**DATA IN THIS EXERCISE**
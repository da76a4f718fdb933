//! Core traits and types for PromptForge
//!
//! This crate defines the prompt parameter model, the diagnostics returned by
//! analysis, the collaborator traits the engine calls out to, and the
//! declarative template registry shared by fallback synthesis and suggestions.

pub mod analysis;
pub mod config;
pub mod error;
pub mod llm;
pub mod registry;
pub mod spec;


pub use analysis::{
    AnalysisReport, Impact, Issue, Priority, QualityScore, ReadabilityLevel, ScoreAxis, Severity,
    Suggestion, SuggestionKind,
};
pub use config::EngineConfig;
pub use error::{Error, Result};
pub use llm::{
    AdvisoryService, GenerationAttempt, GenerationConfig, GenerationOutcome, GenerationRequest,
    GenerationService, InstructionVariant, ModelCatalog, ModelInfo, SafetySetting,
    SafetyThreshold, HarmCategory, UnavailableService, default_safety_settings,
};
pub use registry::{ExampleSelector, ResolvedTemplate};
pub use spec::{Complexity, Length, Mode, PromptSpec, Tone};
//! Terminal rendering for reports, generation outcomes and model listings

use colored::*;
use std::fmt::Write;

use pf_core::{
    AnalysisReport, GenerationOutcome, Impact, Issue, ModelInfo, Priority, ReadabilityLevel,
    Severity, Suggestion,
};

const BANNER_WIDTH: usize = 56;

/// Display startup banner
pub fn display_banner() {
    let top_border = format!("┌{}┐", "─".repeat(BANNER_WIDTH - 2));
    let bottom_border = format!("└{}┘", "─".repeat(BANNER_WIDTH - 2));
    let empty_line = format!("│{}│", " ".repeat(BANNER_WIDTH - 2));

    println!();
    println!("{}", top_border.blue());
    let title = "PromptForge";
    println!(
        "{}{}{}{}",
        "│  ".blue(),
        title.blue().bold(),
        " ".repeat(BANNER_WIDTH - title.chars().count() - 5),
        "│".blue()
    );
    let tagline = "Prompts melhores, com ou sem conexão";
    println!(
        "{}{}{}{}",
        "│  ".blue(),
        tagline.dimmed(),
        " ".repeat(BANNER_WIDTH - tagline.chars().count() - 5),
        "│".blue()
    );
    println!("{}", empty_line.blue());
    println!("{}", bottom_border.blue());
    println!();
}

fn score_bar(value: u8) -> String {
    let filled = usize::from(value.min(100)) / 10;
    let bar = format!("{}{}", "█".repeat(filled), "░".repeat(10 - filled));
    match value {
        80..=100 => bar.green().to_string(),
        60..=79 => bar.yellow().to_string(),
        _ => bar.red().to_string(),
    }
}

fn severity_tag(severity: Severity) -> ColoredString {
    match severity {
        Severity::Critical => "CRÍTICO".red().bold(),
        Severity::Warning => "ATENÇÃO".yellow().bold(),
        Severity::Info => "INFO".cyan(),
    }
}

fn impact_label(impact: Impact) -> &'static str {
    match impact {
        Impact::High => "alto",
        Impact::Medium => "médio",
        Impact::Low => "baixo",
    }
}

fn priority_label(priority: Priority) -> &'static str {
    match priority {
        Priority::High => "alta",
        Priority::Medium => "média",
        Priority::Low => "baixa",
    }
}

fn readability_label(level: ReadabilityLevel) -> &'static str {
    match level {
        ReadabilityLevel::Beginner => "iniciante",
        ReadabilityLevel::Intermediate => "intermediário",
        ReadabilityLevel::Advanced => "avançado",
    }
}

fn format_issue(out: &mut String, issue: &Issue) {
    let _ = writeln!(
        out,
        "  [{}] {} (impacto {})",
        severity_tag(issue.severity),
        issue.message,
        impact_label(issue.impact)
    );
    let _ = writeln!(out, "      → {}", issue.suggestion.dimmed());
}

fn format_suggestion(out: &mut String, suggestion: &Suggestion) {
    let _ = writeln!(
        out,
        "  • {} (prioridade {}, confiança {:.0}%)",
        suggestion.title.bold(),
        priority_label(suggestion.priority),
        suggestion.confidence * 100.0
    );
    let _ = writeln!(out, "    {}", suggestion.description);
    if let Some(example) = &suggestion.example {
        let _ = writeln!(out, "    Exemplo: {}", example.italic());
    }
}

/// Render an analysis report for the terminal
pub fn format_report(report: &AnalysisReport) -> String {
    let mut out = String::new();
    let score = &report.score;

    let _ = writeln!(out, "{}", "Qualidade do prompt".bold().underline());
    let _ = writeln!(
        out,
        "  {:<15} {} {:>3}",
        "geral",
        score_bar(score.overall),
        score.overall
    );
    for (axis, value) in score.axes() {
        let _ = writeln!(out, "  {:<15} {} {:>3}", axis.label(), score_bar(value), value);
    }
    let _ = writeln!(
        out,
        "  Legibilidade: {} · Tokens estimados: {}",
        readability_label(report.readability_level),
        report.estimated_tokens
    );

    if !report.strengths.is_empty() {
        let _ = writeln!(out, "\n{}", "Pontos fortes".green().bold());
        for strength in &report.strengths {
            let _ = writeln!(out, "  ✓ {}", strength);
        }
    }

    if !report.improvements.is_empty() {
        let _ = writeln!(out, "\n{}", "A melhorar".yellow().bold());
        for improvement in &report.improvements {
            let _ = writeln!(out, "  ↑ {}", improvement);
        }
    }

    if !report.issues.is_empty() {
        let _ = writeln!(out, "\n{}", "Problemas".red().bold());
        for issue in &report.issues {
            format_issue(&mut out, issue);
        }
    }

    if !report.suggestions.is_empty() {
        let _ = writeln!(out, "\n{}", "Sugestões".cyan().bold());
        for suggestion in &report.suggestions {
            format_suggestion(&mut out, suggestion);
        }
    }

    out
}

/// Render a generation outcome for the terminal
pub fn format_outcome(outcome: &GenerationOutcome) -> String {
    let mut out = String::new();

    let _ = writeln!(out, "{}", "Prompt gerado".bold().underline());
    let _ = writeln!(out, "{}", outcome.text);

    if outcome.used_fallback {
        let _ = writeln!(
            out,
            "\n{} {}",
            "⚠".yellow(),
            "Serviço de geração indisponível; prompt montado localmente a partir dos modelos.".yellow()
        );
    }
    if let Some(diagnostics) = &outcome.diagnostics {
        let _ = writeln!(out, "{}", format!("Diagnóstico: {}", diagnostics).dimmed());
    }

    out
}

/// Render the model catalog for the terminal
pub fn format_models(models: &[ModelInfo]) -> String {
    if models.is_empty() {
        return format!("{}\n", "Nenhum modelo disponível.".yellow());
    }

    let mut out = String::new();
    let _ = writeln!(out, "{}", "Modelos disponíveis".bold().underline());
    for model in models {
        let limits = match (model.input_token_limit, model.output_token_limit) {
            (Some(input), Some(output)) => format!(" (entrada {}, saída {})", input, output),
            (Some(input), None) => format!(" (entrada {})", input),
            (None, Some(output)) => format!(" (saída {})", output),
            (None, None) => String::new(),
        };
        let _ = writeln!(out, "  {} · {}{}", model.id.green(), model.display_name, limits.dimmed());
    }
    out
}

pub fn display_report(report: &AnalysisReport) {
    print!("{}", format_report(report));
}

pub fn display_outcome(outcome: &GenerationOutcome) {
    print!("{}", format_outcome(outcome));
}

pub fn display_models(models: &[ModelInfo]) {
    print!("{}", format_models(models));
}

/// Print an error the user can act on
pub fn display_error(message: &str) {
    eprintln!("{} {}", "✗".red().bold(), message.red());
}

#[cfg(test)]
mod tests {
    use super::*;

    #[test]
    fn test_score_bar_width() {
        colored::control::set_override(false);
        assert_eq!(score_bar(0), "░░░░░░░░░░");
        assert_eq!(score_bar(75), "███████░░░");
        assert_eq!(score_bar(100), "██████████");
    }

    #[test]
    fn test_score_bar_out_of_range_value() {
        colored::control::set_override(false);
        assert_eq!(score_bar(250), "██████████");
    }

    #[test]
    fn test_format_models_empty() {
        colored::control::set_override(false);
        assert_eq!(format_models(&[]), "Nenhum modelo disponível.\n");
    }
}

**TASK INSTRUCTIONS**
Only lines containing the string "saída" are needed. Pull each of them out of the records above.

**SOLUTION FOR THIS PROBLEM**
            (Some(input), Some(output)) => format!(" (entrada {}, saída {})", input, output),
            (None, Some(output)) => format!(" (saída {})", output),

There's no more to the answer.